=== Begin Enclosure ===
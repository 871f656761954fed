use serde::{Deserialize, Serialize};
use std::net::SocketAddr;
use std::time::Duration;

use crate::network::DEFAULT_RPC_TIMEOUT;
use crate::network::dht::NodeId;
use crate::utils::{KademliaError, Result};

/// Identifier of the well-known rendezvous node.
pub const DEFAULT_BOOTSTRAP_ID: &str = "00000000000000000000000000000000FFFFFFFF";

#[derive(Clone, Debug, Serialize, Deserialize)]
pub struct Config {
    pub host: String,
    pub port: u16,
    pub node_id: Option<String>, // None means a random id
    pub bootstrap_peer: Option<String>,
    pub bootstrap_id: String,
    pub alpha: usize,
    pub rpc_timeout_ms: u64,
}

impl Default for Config {
    fn default() -> Self {
        Self {
            host: "0.0.0.0".to_string(),
            port: 8080,
            node_id: None,
            bootstrap_peer: None,
            bootstrap_id: DEFAULT_BOOTSTRAP_ID.to_string(),
            alpha: 3,
            rpc_timeout_ms: DEFAULT_RPC_TIMEOUT.as_millis() as u64,
        }
    }
}

impl Config {
    pub fn validate(&self) -> Result<()> {
        if self.alpha == 0 {
            return Err(KademliaError::Config("alpha must be at least 1".to_string()));
        }
        if self.rpc_timeout_ms == 0 {
            return Err(KademliaError::Config(
                "rpc_timeout_ms must be positive".to_string(),
            ));
        }
        if let Some(node_id) = &self.node_id {
            NodeId::from_hex(node_id)?;
        }
        NodeId::from_hex(&self.bootstrap_id)?;
        self.listen_addr()?;
        Ok(())
    }

    pub fn listen_addr(&self) -> Result<SocketAddr> {
        format!("{}:{}", self.host, self.port)
            .parse()
            .map_err(|e| KademliaError::Config(format!("Invalid listen address: {}", e)))
    }

    pub fn rpc_timeout(&self) -> Duration {
        Duration::from_millis(self.rpc_timeout_ms)
    }

    pub fn node_id(&self) -> Result<NodeId> {
        match &self.node_id {
            Some(hex) => NodeId::from_hex(hex),
            None => Ok(NodeId::random()),
        }
    }

    pub fn bootstrap_id(&self) -> Result<NodeId> {
        NodeId::from_hex(&self.bootstrap_id)
    }
}
//! Web page route configuration.

use crate::state::AppState;
use crate::web::handlers::signin_page_handler;
use axum::{Router, routing::get};

/// Public pages.
///
/// # Endpoints
///
/// - `GET /signin` - Sign-in page
pub fn public_routes() -> Router<AppState> {
    Router::new().route("/signin", get(signin_page_handler))
}
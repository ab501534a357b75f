//! Application layer services implementing business logic.
//!
//! Services consume domain traits and give HTTP handlers a small API that
//! already speaks in [`crate::error::AppError`].
//!
//! # Available Services
//!
//! - [`services::signin_service::SignInService`] - Credential check for the mock sign-in endpoint

pub mod services;
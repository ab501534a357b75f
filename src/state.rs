//! Shared application state injected into handlers.

use std::sync::Arc;

use crate::application::services::SignInService;

/// Handler state. Immutable once built, so it is safe to share across
/// concurrently running requests.
#[derive(Clone)]
pub struct AppState {
    pub signin_service: Arc<SignInService>,
}

impl AppState {
    pub fn new(signin_service: Arc<SignInService>) -> Self {
        Self { signin_service }
    }

    /// State wired to the single demo account.
    pub fn example() -> Self {
        Self::new(Arc::new(SignInService::example()))
    }
}
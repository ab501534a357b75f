//! Domain layer containing the sign-in entities and the verification seam.
//!
//! Nothing in here knows about HTTP, templates or terminals. Both the
//! credential check handler and the client-side form controller build on
//! the same [`entities::Credentials`] schema so the two sides always agree
//! on what a well-formed sign-in attempt looks like.
//!
//! # Modules
//!
//! - [`entities`] - Credentials, field names and the field error map
//! - [`verifier`] - The `verify(email, password) -> bool` trait

pub mod entities;
pub mod verifier;

pub use verifier::CredentialVerifier;

#[cfg(test)]
pub use verifier::MockCredentialVerifier;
=== End Enclosure ===
AIM OF THE EXERCISE
Set down the entries above once more, verbatim.

EXERCISE RESPONSE
repository 871f656761954fed
use serde::{Deserialize, Serialize};
use std::net::SocketAddr;
use std::time::Duration;

use crate::network::DEFAULT_RPC_TIMEOUT;
use crate::network::dht::NodeId;
use crate::utils::{KademliaError, Result};

/// Identifier of the well-known rendezvous node.
pub const DEFAULT_BOOTSTRAP_ID: &str = "00000000000000000000000000000000FFFFFFFF";

#[derive(Clone, Debug, Serialize, Deserialize)]
pub struct Config {
    pub host: String,
    pub port: u16,
    pub node_id: Option<String>, // None means a random id
    pub bootstrap_peer: Option<String>,
    pub bootstrap_id: String,
    pub alpha: usize,
    pub rpc_timeout_ms: u64,
}

impl Default for Config {
    fn default() -> Self {
        Self {
            host: "0.0.0.0".to_string(),
            port: 8080,
            node_id: None,
            bootstrap_peer: None,
            bootstrap_id: DEFAULT_BOOTSTRAP_ID.to_string(),
            alpha: 3,
            rpc_timeout_ms: DEFAULT_RPC_TIMEOUT.as_millis() as u64,
        }
    }
}

impl Config {
    pub fn validate(&self) -> Result<()> {
        if self.alpha == 0 {
            return Err(KademliaError::Config("alpha must be at least 1".to_string()));
        }
        if self.rpc_timeout_ms == 0 {
            return Err(KademliaError::Config(
                "rpc_timeout_ms must be positive".to_string(),
            ));
        }
        if let Some(node_id) = &self.node_id {
            NodeId::from_hex(node_id)?;
        }
        NodeId::from_hex(&self.bootstrap_id)?;
        self.listen_addr()?;
        Ok(())
    }

    pub fn listen_addr(&self) -> Result<SocketAddr> {
        format!("{}:{}", self.host, self.port)
            .parse()
            .map_err(|e| KademliaError::Config(format!("Invalid listen address: {}", e)))
    }

    pub fn rpc_timeout(&self) -> Duration {
        Duration::from_millis(self.rpc_timeout_ms)
    }

    pub fn node_id(&self) -> Result<NodeId> {
        match &self.node_id {
            Some(hex) => NodeId::from_hex(hex),
            None => Ok(NodeId::random()),
        }
    }

    pub fn bootstrap_id(&self) -> Result<NodeId> {
        NodeId::from_hex(&self.bootstrap_id)
    }
}
//! Web page route configuration.

use crate::state::AppState;
use crate::web::handlers::signin_page_handler;
use axum::{Router, routing::get};

/// Public pages.
///
/// # Endpoints
///
/// - `GET /signin` - Sign-in page
pub fn public_routes() -> Router<AppState> {
    Router::new().route("/signin", get(signin_page_handler))
}
repository ab501534a357b75f
//! Application layer services implementing business logic.
//!
//! Services consume domain traits and give HTTP handlers a small API that
//! already speaks in [`crate::error::AppError`].
//!
//! # Available Services
//!
//! - [`services::signin_service::SignInService`] - Credential check for the mock sign-in endpoint

pub mod services;
repository ab501534a357b75f
filename src/state.rs
//! Shared application state injected into handlers.

use std::sync::Arc;

use crate::application::services::SignInService;

/// Handler state. Immutable once built, so it is safe to share across
/// concurrently running requests.
#[derive(Clone)]
pub struct AppState {
    pub signin_service: Arc<SignInService>,
}

impl AppState {
    pub fn new(signin_service: Arc<SignInService>) -> Self {
        Self { signin_service }
    }

    /// State wired to the single demo account.
    pub fn example() -> Self {
        Self::new(Arc::new(SignInService::example()))
    }
}
repository ab501534a357b75f
//! Domain layer containing the sign-in entities and the verification seam.
//!
//! Nothing in here knows about HTTP, templates or terminals. Both the
//! credential check handler and the client-side form controller build on
//! the same [`entities::Credentials`] schema so the two sides always agree
//! on what a well-formed sign-in attempt looks like.
//!
//! # Modules
//!
//! - [`entities`] - Credentials, field names and the field error map
//! - [`verifier`] - The `verify(email, password) -> bool` trait

pub mod entities;
pub mod verifier;

pub use verifier::CredentialVerifier;

#[cfg(test)]
pub use verifier::MockCredentialVerifier;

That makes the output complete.